Pour la première fois depuis des semaines, la tête posée sur les genoux de sa bienfaitrice, Marjolaine sent qu’elle s’apaise, comme si sa douleur s’anesthésiait. Tsampa lui démêle les cheveux presque avec tendresse, les lisse avec patience.
Et si pour votre esprit, me parler le soulage, c'est bien volontiers que je vous prête mon oreille, et les deux, même si une ne suffit pas. J'ai tout mon temps.
Marjolaine savait qu’elle trouverait en cette femme, son ange comme elle commence à l’appeler en elle-même, une oreille attentive. Elle a tant besoin de raconter son histoire à quelqu‘un, comme pour se prouver à elle-même qu‘elle n‘a pas rêvé, qu‘elle n‘est pas folle. Elle ne sait pas trop par quoi commencer, il y a tant d’évènements, des évènements qui se sont déroulés sans parfois qu’elle en mesure la portée, et des évènements qui lui ont échappé. Elle sait que parler lui fera du bien, alors elle se lance.
Il vous faudra de la patience Tsampa car mon histoire est fort longue. Je vais vous la raconter, puisque vous avez la gentillesse de prendre sur votre temps pour m’écouter. Quand au Père Thomas, j’irai le voir, oui, cela fait trop longtemps que je me suis détournée de la religion. J’ai honte de moi… J’irai me confesser.
Marjolaine reprend son souffle, puis se lance. Ses doigts se sont noués dans la jupe de Tsampa
J’étais Abbesse à Tournai, dans les Flandres. J’avais prononcé mes vœux très jeune, sans rien connaître de la vie. Le capitaine de l’Ost des Flandres, Chevalier°Bayard, était lui aussi tournaisien. Il m’adressait régulièrement des compliments, mais il était toujours très respectueux, aimable et courtois. C’était un vrai plaisir que de se trouver en sa compagnie. Au fil du temps, il se mit à m’envoyer des pigeons sous divers prétextes. Je lui répondais au début avec circonspection et réserve, mais je sentais que je m’attachais à lui et nos échanges se multiplièrent.

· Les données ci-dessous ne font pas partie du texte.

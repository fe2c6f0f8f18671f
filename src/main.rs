//! ═══════════════════════════════════════════════════════════════════════════
//! PERP GRID ENGINE — CLI entry point
//!
//! Starts one `GridTradingBot` session against the configured symbol, drives
//! its event queue until `Ctrl+C`, then stops the session gracefully (cancel
//! all resting orders, close any residual position, persist the summary).
//! ═══════════════════════════════════════════════════════════════════════════

use perp_grid_engine::config::{Config, ConfigLoader};
use perp_grid_engine::grid::{Direction, GridConfig, GridType};
use perp_grid_engine::grid_bot::GridTradingBot;
use perp_grid_engine::market::{MarketInfo, MarketValidator};
use perp_grid_engine::persistence::LoggingSink;
use perp_grid_engine::{init, init_with_config};

use anyhow::{anyhow, Context, Result};
use clap::Parser;
use colored::Colorize;
use log::{error, info, warn};
use rust_decimal::Decimal;
use std::path::PathBuf;
use std::sync::Arc;
use std::sync::atomic::{AtomicBool, Ordering};

#[derive(Parser, Debug)]
#[clap(name = "perp-grid-engine", author, version, about = "Automated perpetual-futures grid trading engine", long_about = None)]
struct Args {
    /// Configuration file to load directly, bypassing the default/environment layering.
    #[clap(short, long)]
    config: Option<PathBuf>,

    /// Session identifier; defaults to a timestamp-derived id.
    #[clap(short, long)]
    session_id: Option<String>,

    /// Override the configured symbol (e.g. PERP_ETH_USDC).
    #[clap(long)]
    symbol: Option<String>,

    /// Enable debug logging.
    #[clap(long)]
    debug: bool,

    /// Enable trace logging (very verbose).
    #[clap(long)]
    trace: bool,
}

fn setup_logging(args: &Args) {
    if args.trace {
        std::env::set_var("RUST_LOG", "trace");
    } else if args.debug {
        std::env::set_var("RUST_LOG", "debug");
    }
}

fn load_configuration(args: &Args) -> Result<Config> {
    match &args.config {
        Some(path) => ConfigLoader::from_file(path.clone()).with_context(|| format!("loading config file {}", path.display())),
        None => ConfigLoader::new()
            .with_defaults()
            .with_environment()
            .with_env_file()
            .build()
            .context("assembling layered configuration (set ORDERLY_KEY / ORDERLY_SECRET / ORDERLY_ACCOUNT_ID if this failed on missing credentials)"),
    }
}

fn print_banner(config: &Config) {
    let border = "═".repeat(70);
    println!("\n{}", border.cyan());
    println!("  {}", format!("PERP GRID ENGINE v{}", perp_grid_engine::version()).bold());
    println!("{}", border.cyan());
    println!("  Symbol:      {}", config.grid.symbol);
    println!("  Grid type:   {} / {}", config.grid.grid_type, config.grid.direction);
    println!("  Levels:      {}", config.grid.grid_levels);
    println!("  Testnet:     {}", config.exchange.orderly_testnet);
    println!("{}\n", border.cyan());
}

fn parse_direction(s: &str) -> Result<Direction> {
    match s.to_lowercase().as_str() {
        "long" => Ok(Direction::Long),
        "short" => Ok(Direction::Short),
        "both" => Ok(Direction::Both),
        other => Err(anyhow!("unknown grid direction: {other}")),
    }
}

fn parse_grid_type(s: &str, geometric_ratio: Decimal) -> Result<GridType> {
    match s.to_lowercase().as_str() {
        "arithmetic" => Ok(GridType::Arithmetic),
        "geometric" => Ok(GridType::Geometric(geometric_ratio)),
        other => Err(anyhow!("unknown grid type: {other}")),
    }
}

/// Builds the bot's `GridConfig` from settings plus a live corridor centered
/// on `current_price`; corridor half-width comes from `corridor_width_pct`.
fn build_grid_config(config: &Config, symbol: String, current_price: Decimal) -> Result<GridConfig> {
    let half_width = current_price * config.grid.corridor_width_pct;
    Ok(GridConfig {
        symbol,
        lower: current_price - half_width,
        current: current_price,
        upper: current_price + half_width,
        grid_levels: config.grid.grid_levels,
        direction: parse_direction(&config.grid.direction)?,
        grid_type: parse_grid_type(&config.grid.grid_type, Decimal::new(102, 3))?,
        total_margin: config.grid.per_grid_margin * Decimal::from(config.grid.grid_levels),
        tick_size: Decimal::new(1, 2),
        stop_bot_price: None,
        stop_top_price: None,
    })
}

#[tokio::main]
async fn main() -> Result<()> {
    let args = Args::parse();
    setup_logging(&args);
    init()?;

    let mut config = load_configuration(&args)?;
    if let Some(symbol) = &args.symbol {
        config.grid.symbol = symbol.clone();
    }
    init_with_config(&config)?;
    print_banner(&config);

    let session_id = args.session_id.clone().unwrap_or_else(|| format!("session-{}", std::process::id()));

    // A real deployment resolves this from the venue's current mark price;
    // simulated sessions seed the corridor around a fixed reference instead.
    let current_price = Decimal::new(42000, 0);

    let market = Arc::new(
        MarketValidator::new().with_market(MarketInfo::new(config.grid.symbol.clone(), Decimal::new(1, 1), Decimal::new(1, 4), Decimal::new(10, 0))),
    );

    let grid_config = build_grid_config(&config, config.grid.symbol.clone(), current_price)?;

    let client = Arc::new(perp_grid_engine::exchange::SimulatedExchangeClient::new());
    let sink = Arc::new(LoggingSink);

    let bot = Arc::new(
        GridTradingBot::new(session_id.clone(), grid_config, market, client, sink)
            .context("failed to construct grid trading session")?,
    );

    bot.start_grid_trading().await.context("failed to start grid trading")?;
    info!("session {} running; press Ctrl+C to stop", session_id);

    let worker_bot = bot.clone();
    let worker = tokio::spawn(async move { worker_bot.run().await });

    let shutdown_requested = Arc::new(AtomicBool::new(false));
    let shutdown_flag = shutdown_requested.clone();
    tokio::spawn(async move {
        if let Err(e) = tokio::signal::ctrl_c().await {
            error!("failed to listen for shutdown signal: {}", e);
            return;
        }
        warn!("Ctrl+C received, shutting down session");
        shutdown_flag.store(true, Ordering::SeqCst);
    });

    while !shutdown_requested.load(Ordering::SeqCst) {
        tokio::time::sleep(std::time::Duration::from_millis(200)).await;
    }

    bot.stop_grid_trading("external_signal").await.context("failed to stop grid trading cleanly")?;
    bot.event_queue().add_event(perp_grid_engine::SessionEvent::Stop).await;
    worker.await.ok();

    let stats = bot.stats().await;
    info!(
        "session {} stopped: created={} filled={} cancelled={} rejected={} restorations={}",
        session_id, stats.orders_created, stats.orders_filled, stats.orders_cancelled, stats.orders_rejected, stats.restorations
    );

    println!("\n{}", "Session complete.".green().bold());
    Ok(())
}

#[cfg(test)]
mod tests {
    use super::*;

    #[test]
    fn parse_direction_accepts_known_values() {
        assert!(matches!(parse_direction("long").unwrap(), Direction::Long));
        assert!(matches!(parse_direction("BOTH").unwrap(), Direction::Both));
        assert!(parse_direction("sideways").is_err());
    }

    #[test]
    fn parse_grid_type_accepts_known_values() {
        assert!(matches!(parse_grid_type("arithmetic", Decimal::ONE).unwrap(), GridType::Arithmetic));
        assert!(matches!(parse_grid_type("geometric", Decimal::new(102, 3)).unwrap(), GridType::Geometric(_)));
        assert!(parse_grid_type("fibonacci", Decimal::ONE).is_err());
    }
}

Pour la nouvelle année, il m’envoya une rose. Je n’avais jamais reçu de cadeau de la part d’un homme et je lui répondis, un peu trop chaleureusement sans doute. Il m’invita alors chez lui. Je m’y rendis, le cœur battant. Je savais que je faisais une erreur, je me doutais de ce qui allait se passer mais il faisait tant battre mon cœur. C’était la première fois que j’étais attirée par un homme. Il arriva ce qui n’aurait jamais dû arriver : nous passâmes la nuit dans les bras l‘un de l‘autre. Le lendemain, à genoux, il demandait ma main.
Mais j’étais Abbesse, je ne pouvais donc me marier. La situation était intolérable, je me sentais gravement en faute, je ne voulais pas renoncer à cet amour, je ne savais que faire. Je décidais de prendre rendez-vous avec l’archevêque pour une confession. Chevalier°Bayard me rejoignit à l’archevêché et nous en repartîmes ensemble, après que l’archevêque Bigornea m’eut promis de me libérer de mes vœux, ce qui fut fait quelques semaines plus tard.
Brûlants de désir et d’amour, nous passions nos nuits ensemble chez l’un ou chez l’autre, en cachette des habitants de la ville. Puis nous rendîmes nos sentiments publics, dès que je fus libérée de mes voeux. Le mariage fut fixé au 2 avril. J’étais au comble du bonheur et pourtant notre amour ne faisait pas l’unanimité, plusieurs flamands m’insultaient, me traitaient de trainée, de catin. J’attendais donc le mariage avec une grande impatience.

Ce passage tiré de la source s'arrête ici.